I, Robot is not actually a novel, it is a collection of short stories involving substantially the same characters over time. I read them first when I was a child in the '60s; they were written by a near child in the late '40s and the tone is quite simple and YA. While ostensibly about robots, the stories are most often actually about love, commitment and need. The characters are not well developed, they are roles not persons and the "morals" of the tales are simple and blatant. The writing is merely adequate but there is a degree of cleverness in the nature of the problems posed. I think the collection remains of historical interest within the genre and as popular literature.

I found rereading I, Robot a pleasant experience but not a profound one. It is possible I might reread them yet again at some point in my life - out of sentiment. I did love them the first time around. 3.5 stars.

74NeverStopTrying
Edited: Sep 13, 2009, 4:24 pm

Book 21 of 81
Category: Vampire Classics
Item: Interview with the Vampire by Anne Rice

It has been decades since I first read Interview with the Vampire and my responses to reading it were quite different the second time. For one thing, I was simply reading more carefully, looking for things beyond the storyline. Certainly I missed the overwhelming presence of Catholic symbolism during my first read. How, I cannot fathom, since it is omnipresent and heavy handed. Probably a function of my own cultural context at the time: Religiousity was less public sphere then than it is now and I was therefore less sensitive to it. Another aspect I missed the first time through is the extent to which the book is a peon to New Orleans. Katrina has happened and I have actually been to the city since.

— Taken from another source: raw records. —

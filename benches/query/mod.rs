use std::hint::black_box;

use criterion::{measurement::Measurement, BenchmarkGroup, BenchmarkId, Criterion, Throughput};
use closed_interval_map::IntervalMap;

use crate::Lfsr;

#[derive(Debug)]
struct BenchName {
    bench_name: &'static str,
    n_values: usize,
}

impl From<BenchName> for BenchmarkId {
    fn from(v: BenchName) -> Self {
        Self::new(format!("{}/n_values", v.bench_name), v.n_values)
    }
}

pub(super) fn bench(c: &mut Criterion) {
    let mut g = c.benchmark_group("query");

    for n_values in [1, 100, 1_000, 10_000] {
        bench_param(&mut g, n_values)
    }
}

fn bench_param<M>(g: &mut BenchmarkGroup<'_, M>, n_values: usize)
where
    M: Measurement,
{
    // Generate the tree.
    let mut rand = Lfsr::default();
    let mut t = IntervalMap::default();

    for _i in 0..n_values {
        let range = rand.next_range();
        t.insert(range, 42_usize).unwrap();
    }

    bench_iter(n_values, g, &t);
    bench_overlapping(n_values, g, &t);
    bench_get_all_at(n_values, g, &t);
    bench_has_overlap(n_values, g, &t);
    bench_get_at(n_values, g, &t);
}

fn bench_iter<M>(n_values: usize, g: &mut BenchmarkGroup<'_, M>, t: &IntervalMap<u16, usize>)
where
    M: Measurement,
{
    let bench_name = BenchName {
        n_values,
        bench_name: "iter",
    };

    g.throughput(Throughput::Elements(n_values as _));
    // Values per second
    g.bench_function(BenchmarkId::from(bench_name), |b| {
        b.iter(|| {
            for v in t.iter() {
                black_box(v);
            }
        })
    });
}

/// Generate a benchmark function `bench_<name>` measuring a single call to
/// `IntervalMap::<name>()`, fully consuming the result.
macro_rules! query_bench {
    (
        $name:ident,
        $query:expr,
        |$res:ident| $consume:expr
    ) => {
        paste::paste! {
            fn [<bench_ $name>]<M>(n_values: usize, g: &mut BenchmarkGroup<'_, M>, t: &IntervalMap<u16, usize>)
            where
                M: Measurement,
            {
                let bench_name = BenchName {
                    n_values,
                    bench_name: stringify!($name),
                };

                g.bench_function(BenchmarkId::from(bench_name), |b| {
                    b.iter(|| {
                        let query = $query;
                        let $res = t.$name(query);
                        $consume
                    })
                });
            }
        }
    };
}

query_bench!(overlapping, &(42..=100), |res| {
    for v in res.unwrap() {
        black_box(v);
    }
});
query_bench!(get_all_at, &4242, |res| {
    for v in res {
        black_box(v);
    }
});
query_bench!(has_overlap, &(42..=100), |res| black_box(res.unwrap()));
query_bench!(get_at, &4242, |res| black_box(res));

Interview is another vampire "classic" (relatively speaking) where I found that the vampirism as depicted both permitted and represented the destructive selfishness of the character. There were some interesting concepts included: the degree to which the sexuality of blood drinking was more explicit in comparison with earlier "classics", the differing nature of the various needinesses of the characters, the maturing into womanhood of a girl vampire trapped in a child's body, the implied homosexual seductions (brave for the time first published), and the depiction of love as a variety of consumption of the other. That said, this book would not make my list of 1001 books to be read before I die, except in its function as a precursor of the river of mostly lesser vamp lit that has followed it.

I gave it 3.5 stars and donated it to charity.